Customers pay for storage in FIL, which is volatile. The Filecoin system requires storage customers to pre-set their payments over the life of a business. However, miners are only paid for fulfilling their obligation. The document “Economy” highlights the advantages of this arrangement:
“In addition to the security commitments from both parties, there is also a contract payment from the customer to the miner. This payment is initially blocked by the customer when the business is added to the blockchain. As a result, the customer’s risk of Filecoin price volatility ends the moment they enter into a storage contract. Payment is released to the miner as a fraction of the total deal fee per payment period. “
On the flip side, many storage clients may be used to paying on the go instead of paying a flat fee at the start. Darrow said the compromise here is that they only pay for what they need.
As money becomes more complex on the internet, this will likely also offer third parties the ability to fund upfront payments for companies that want to use Filecoin but pay at flexible regular intervals.
7. Filecoin treats each data block as something special.
One of the most important facets of Filecoin is that it relies on a concept called content addressing.
Most of the addresses on the internet depend on the locations. Go to a url and see what you want there. As the Internet ages, more and more of these links are dead.
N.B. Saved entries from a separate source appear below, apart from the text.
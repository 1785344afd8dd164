// Copyright 2025 eraflo
//
// Licensed under the Apache License, Version 2.0 (the "License");
// you may not use this file except in compliance with the License.
// You may obtain a copy of the License at
//
//     http://www.apache.org/licenses/LICENSE-2.0
//
// Unless required by applicable law or agreed to in writing, software
// distributed under the License is distributed on an "AS IS" BASIS,
// WITHOUT WARRANTIES OR CONDITIONS OF ANY KIND, either express or implied.
// See the License for the specific language governing permissions and
// limitations under the License.

//! `Vec3` and `Vec4`.

use serde::{Deserialize, Serialize};
use std::ops::{Add, Mul, Neg, Sub};

/// A 3-component `f32` vector.
#[derive(
    Debug, Default, Clone, Copy, PartialEq, bytemuck::Pod, bytemuck::Zeroable, Serialize, Deserialize,
)]
#[repr(C)]
pub struct Vec3 {
    /// X component.
    pub x: f32,
    /// Y component.
    pub y: f32,
    /// Z component.
    pub z: f32,
}

impl Vec3 {
    /// All zeros.
    pub const ZERO: Self = Self::new(0.0, 0.0, 0.0);
    /// All ones.
    pub const ONE: Self = Self::new(1.0, 1.0, 1.0);
    /// Unit X.
    pub const X: Self = Self::new(1.0, 0.0, 0.0);
    /// Unit Y.
    pub const Y: Self = Self::new(0.0, 1.0, 0.0);
    /// Unit Z.
    pub const Z: Self = Self::new(0.0, 0.0, 1.0);

    /// Creates a vector from its components.
    #[inline]
    pub const fn new(x: f32, y: f32, z: f32) -> Self {
        Self { x, y, z }
    }

    /// Dot product.
    #[inline]
    pub fn dot(&self, rhs: Self) -> f32 {
        self.x * rhs.x + self.y * rhs.y + self.z * rhs.z
    }

    /// Right-handed cross product.
    #[inline]
    pub fn cross(&self, rhs: Self) -> Self {
        Self::new(
            self.y * rhs.z - self.z * rhs.y,
            self.z * rhs.x - self.x * rhs.z,
            self.x * rhs.y - self.y * rhs.x,
        )
    }

    /// Squared length.
    #[inline]
    pub fn length_squared(&self) -> f32 {
        self.dot(*self)
    }

    /// Euclidean length.
    #[inline]
    pub fn length(&self) -> f32 {
        self.length_squared().sqrt()
    }

    /// Unit vector in the same direction, or `ZERO` for a degenerate input.
    #[inline]
    pub fn normalize(&self) -> Self {
        let len = self.length();
        if len <= super::EPSILON {
            Self::ZERO
        } else {
            *self * (1.0 / len)
        }
    }

    /// The components as an array.
    #[inline]
    pub const fn to_array(self) -> [f32; 3] {
        [self.x, self.y, self.z]
    }
}

impl Add for Vec3 {
    type Output = Self;
    #[inline]
    fn add(self, rhs: Self) -> Self {
        Self::new(self.x + rhs.x, self.y + rhs.y, self.z + rhs.z)
    }
}

impl Sub for Vec3 {
    type Output = Self;
    #[inline]
    fn sub(self, rhs: Self) -> Self {
        Self::new(self.x - rhs.x, self.y - rhs.y, self.z - rhs.z)
    }
}

impl Mul<f32> for Vec3 {
    type Output = Self;
    #[inline]
    fn mul(self, rhs: f32) -> Self {
        Self::new(self.x * rhs, self.y * rhs, self.z * rhs)
    }
}

impl Neg for Vec3 {
    type Output = Self;
    #[inline]
    fn neg(self) -> Self {
        Self::new(-self.x, -self.y, -self.z)
    }
}

/// A 4-component `f32` vector, used for homogeneous coordinates and matrix columns.
#[derive(
    Debug, Default, Clone, Copy, PartialEq, bytemuck::Pod, bytemuck::Zeroable, Serialize, Deserialize,
)]
#[repr(C)]
pub struct Vec4 {
    /// X component.
    pub x: f32,
    /// Y component.
    pub y: f32,
    /// Z component.
    pub z: f32,
    /// W component.
    pub w: f32,
}

impl Vec4 {
    /// All zeros.
    pub const ZERO: Self = Self::new(0.0, 0.0, 0.0, 0.0);
    /// Unit X.
    pub const X: Self = Self::new(1.0, 0.0, 0.0, 0.0);
    /// Unit Y.
    pub const Y: Self = Self::new(0.0, 1.0, 0.0, 0.0);
    /// Unit Z.
    pub const Z: Self = Self::new(0.0, 0.0, 1.0, 0.0);
    /// Unit W.
    pub const W: Self = Self::new(0.0, 0.0, 0.0, 1.0);

    /// Creates a vector from its components.
    #[inline]
    pub const fn new(x: f32, y: f32, z: f32, w: f32) -> Self {
        Self { x, y, z, w }
    }

    /// Extends a `Vec3` with the given `w`.
    #[inline]
    pub const fn from_vec3(v: Vec3, w: f32) -> Self {
        Self::new(v.x, v.y, v.z, w)
    }

    /// Drops the `w` component.
    #[inline]
    pub const fn truncate(&self) -> Vec3 {
        Vec3::new(self.x, self.y, self.z)
    }

    /// Dot product.
    #[inline]
    pub fn dot(&self, rhs: Self) -> f32 {
        self.x * rhs.x + self.y * rhs.y + self.z * rhs.z + self.w * rhs.w
    }

    /// The components as an array.
    #[inline]
    pub const fn to_array(self) -> [f32; 4] {
        [self.x, self.y, self.z, self.w]
    }
}

impl Add for Vec4 {
    type Output = Self;
    #[inline]
    fn add(self, rhs: Self) -> Self {
        Self::new(self.x + rhs.x, self.y + rhs.y, self.z + rhs.z, self.w + rhs.w)
    }
}

impl Mul<f32> for Vec4 {
    type Output = Self;
    #[inline]
    fn mul(self, rhs: f32) -> Self {
        Self::new(self.x * rhs, self.y * rhs, self.z * rhs, self.w * rhs)
    }
}

#[cfg(test)]
mod tests {
    use super::*;
    use approx::assert_relative_eq;

    #[test]
    fn cross_follows_right_hand_rule() {
        assert_eq!(Vec3::X.cross(Vec3::Y), Vec3::Z);
        assert_eq!(Vec3::Y.cross(Vec3::X), -Vec3::Z);
    }

    #[test]
    fn normalize_handles_zero_length() {
        assert_eq!(Vec3::ZERO.normalize(), Vec3::ZERO);
        let n = Vec3::new(3.0, 0.0, 4.0).normalize();
        assert_relative_eq!(n.length(), 1.0, epsilon = 1e-6);
        assert_relative_eq!(n.x, 0.6, epsilon = 1e-6);
    }

    #[test]
    fn vec4_round_trips_through_vec3() {
        let v = Vec4::from_vec3(Vec3::new(1.0, 2.0, 3.0), 1.0);
        assert_eq!(v.truncate(), Vec3::new(1.0, 2.0, 3.0));
        assert_eq!(v.to_array(), [1.0, 2.0, 3.0, 1.0]);
        assert_relative_eq!(v.dot(Vec4::W), 1.0);
    }
}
Labeled “Link Rot”, there is growing pressure among bloggers to link to archives rather than the original sources.
However, Filecoin references the content and not the location. This means that it may be found in any number of places.
Filecoin goes one step further and cryptographically proves the uniqueness of each copy. If a customer wanted to know that there are 101 copies of files around the world, they can use proofs to verify that each copy is unique and that it is well distributed around the world.
This is Filecoin’s $ 257 million bet: Storage customers will have significantly more differentiated demands on storage providers as the Internet becomes far more important than it already is.
Update (September 15, 13:47 UTC): In the second section, clarifying information about the intent of Filecoin’s incentive structure has been added.